— WHAT THE TASK ASKS —
From the records below, transcribe exactly the lines that begin at the line with "#[derive(Debug, thiserror::Error)]" and end at the line with "#[derive(Debug, Clone, PartialEq, Eq, Serialize, Deserialize)]", both included.

— DATA SHOWN —
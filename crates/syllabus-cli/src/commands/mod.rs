pub mod config;
pub mod create;
pub mod preview;

use std::path::Path;

use anyhow::Context;
use clap::Subcommand;
use syllabus_core::config::SyllabusConfig;
use syllabus_core::error::SyllabusError;
use syllabus_core::models::lecture::LectureRecord;

#[derive(Subcommand)]
pub enum Command {
    /// Initialize and show syllabus configuration
    Config {
        #[command(subcommand)]
        action: config::ConfigAction,
    },
    /// Parse the schedule and show the lectures without contacting the tracker
    Preview(preview::PreviewArgs),
}

pub fn run(
    cmd: Option<Command>,
    create: create::CreateArgs,
    config_path: Option<&Path>,
) -> anyhow::Result<()> {
    match cmd {
        Some(Command::Config { action }) => config::run(action, config_path),
        Some(Command::Preview(args)) => preview::run(args, &load_config(config_path)?),
        None => create::run(create, &load_config(config_path)?),
    }
}

fn load_config(path: Option<&Path>) -> anyhow::Result<SyllabusConfig> {
    let config = match path {
        Some(path) => SyllabusConfig::load_from(path)?,
        None => SyllabusConfig::load()?,
    };
    Ok(config)
}

/// Read and parse the schedule file.
fn load_schedule(path: &Path, year: i32) -> anyhow::Result<Vec<LectureRecord>> {
    if !path.exists() {
        return Err(SyllabusError::ScheduleNotFound {
            path: path.to_path_buf(),
        }
        .into());
    }
    let markdown = std::fs::read_to_string(path)
        .with_context(|| format!("failed to read {}", path.display()))?;
    let lectures = syllabus_schedule::parse_schedule(&markdown, year)
        .with_context(|| format!("failed to parse {}", path.display()))?;
    Ok(lectures)
}
use std::collections::HashSet;
use std::sync::Mutex;

use syllabus_core::error::SyllabusError;
use syllabus_core::models::label::LabelSpec;

use crate::{IssueTracker, NewIssue};

#[derive(Default)]
struct MemoryState {
    titles: HashSet<String>,
    labels: HashSet<String>,
    created_issues: Vec<NewIssue>,
    created_labels: Vec<LabelSpec>,
    title_fetches: usize,
}

/// In-memory tracker for testing. Records every mutation it receives.
pub struct MemoryTracker {
    state: Mutex<MemoryState>,
    authenticated: bool,
    fail_on_title: Option<String>,
}

impl MemoryTracker {
    pub fn new() -> Self {
        Self {
            state: Mutex::new(MemoryState::default()),
            authenticated: true,
            fail_on_title: None,
        }
    }

    pub fn with_issue_titles<I, S>(self, titles: I) -> Self
    where
        I: IntoIterator<Item = S>,
        S: Into<String>,
    {
        self.state
            .lock()
            .unwrap()
            .titles
            .extend(titles.into_iter().map(Into::into));
        self
    }

    pub fn with_labels<I, S>(self, names: I) -> Self
    where
        I: IntoIterator<Item = S>,
        S: Into<String>,
    {
        self.state
            .lock()
            .unwrap()
            .labels
            .extend(names.into_iter().map(Into::into));
        self
    }

    /// Make `check_auth` fail.
    pub fn unauthenticated(mut self) -> Self {
        self.authenticated = false;
        self
    }

    /// Make `create_issue` fail for the issue with this title.
    pub fn failing_on(mut self, title: impl Into<String>) -> Self {
        self.fail_on_title = Some(title.into());
        self
    }

    pub fn created_issues(&self) -> Vec<NewIssue> {
        self.state.lock().unwrap().created_issues.clone()
    }

    pub fn created_labels(&self) -> Vec<LabelSpec> {
        self.state.lock().unwrap().created_labels.clone()
    }

    /// Number of times the issue titles were listed.
    pub fn title_fetches(&self) -> usize {
        self.state.lock().unwrap().title_fetches
    }
}

impl Default for MemoryTracker {
    fn default() -> Self {
        Self::new()
    }
}

impl IssueTracker for MemoryTracker {
    fn check_auth(&self) -> Result<(), SyllabusError> {
        if self.authenticated {
            Ok(())
        } else {
            Err(SyllabusError::NotAuthenticated {
                message: "You are not logged into any hosts".to_string(),
            })
        }
    }

    fn list_issue_titles(&self) -> Result<HashSet<String>, SyllabusError> {
        let mut state = self.state.lock().unwrap();
        state.title_fetches += 1;
        Ok(state.titles.clone())
    }

    fn list_label_names(&self) -> Result<HashSet<String>, SyllabusError> {
        Ok(self.state.lock().unwrap().labels.clone())
    }

    fn create_label(&self, label: &LabelSpec) -> Result<(), SyllabusError> {
        let mut state = self.state.lock().unwrap();
        state.labels.insert(label.name.clone());
        state.created_labels.push(label.clone());
        Ok(())
    }

    fn create_issue(&self, issue: &NewIssue) -> Result<String, SyllabusError> {
        if self.fail_on_title.as_deref() == Some(issue.title.as_str()) {
            return Err(SyllabusError::CommandFailed {
                command: format!("issue create --title {}", issue.title),
                output: "HTTP 502: Bad Gateway".to_string(),
            });
        }
        let mut state = self.state.lock().unwrap();
        state.titles.insert(issue.title.clone());
        state.created_issues.push(issue.clone());
        Ok(format!(
            "https://tracker.invalid/issues/{}",
            state.created_issues.len()
        ))
    }
}
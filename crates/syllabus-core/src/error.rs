use std::path::PathBuf;

/// Central error type for syllabus.
#[derive(Debug, thiserror::Error)]
pub enum SyllabusError {
    #[error("{program} not found. Install it and run: {program} auth login")]
    CliNotFound { program: String },

    #[error("not authenticated with the issue tracker: {message}")]
    NotAuthenticated { message: String },

    #[error("command failed: {command}\n{output}")]
    CommandFailed { command: String, output: String },

    #[error("schedule file not found: {}", path.display())]
    ScheduleNotFound { path: PathBuf },

    #[error("schedule parse error: {message}")]
    Parse { message: String },

    #[error("invalid date {value:?}: {message}")]
    InvalidDate { value: String, message: String },

    #[error("invalid week {value:?}: expected a positive week number")]
    InvalidWeek { value: String },

    #[error("config error: {message}")]
    Config { message: String },

    #[error("serialization error: {0}")]
    Serialization(String),

    #[error("io error: {0}")]
    Io(#[from] std::io::Error),
}

impl SyllabusError {
    pub fn parse(message: impl Into<String>) -> Self {
        Self::Parse {
            message: message.into(),
        }
    }
}
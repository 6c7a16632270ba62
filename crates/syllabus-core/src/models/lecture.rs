use chrono::NaiveDate;
use serde::{Deserialize, Serialize};

use super::label::week_label_name;

/// One parsed row of the weekly schedule table.
#[derive(Debug, Clone, PartialEq, Eq, Serialize, Deserialize)]
pub struct LectureRecord {
    /// 1-based ordinal across all parsed rows, without gaps.
    pub sequence_number: u32,
    pub week: u32,
    pub date: NaiveDate,
    pub day_name: String,
    pub topic_title: String,
    /// Text after the first " - " in the topic cell; empty if there was none.
    pub topic_details: String,
    pub deliverables: String,
}

impl LectureRecord {
    /// Name of the per-week label this lecture belongs to.
    pub fn week_label(&self) -> String {
        week_label_name(self.week)
    }
}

— ANSWER SPACE —
#[derive(Debug, thiserror::Error)]
pub enum SyllabusError {
    #[error("{program} not found. Install it and run: {program} auth login")]
    CliNotFound { program: String },

    #[error("not authenticated with the issue tracker: {message}")]
    NotAuthenticated { message: String },

    #[error("command failed: {command}\n{output}")]
    CommandFailed { command: String, output: String },

    #[error("schedule file not found: {}", path.display())]
    ScheduleNotFound { path: PathBuf },

    #[error("schedule parse error: {message}")]
    Parse { message: String },

    #[error("invalid date {value:?}: {message}")]
    InvalidDate { value: String, message: String },

    #[error("invalid week {value:?}: expected a positive week number")]
    InvalidWeek { value: String },

    #[error("config error: {message}")]
    Config { message: String },

    #[error("serialization error: {0}")]
    Serialization(String),

    #[error("io error: {0}")]
    Io(#[from] std::io::Error),
}

impl SyllabusError {
    pub fn parse(message: impl Into<String>) -> Self {
        Self::Parse {
            message: message.into(),
        }
    }
}
repository 6c7a16632270ba62
filename crates/syllabus-core/src/models/lecture.rs
use chrono::NaiveDate;
use serde::{Deserialize, Serialize};

use super::label::week_label_name;

/// One parsed row of the weekly schedule table.
#[derive(Debug, Clone, PartialEq, Eq, Serialize, Deserialize)]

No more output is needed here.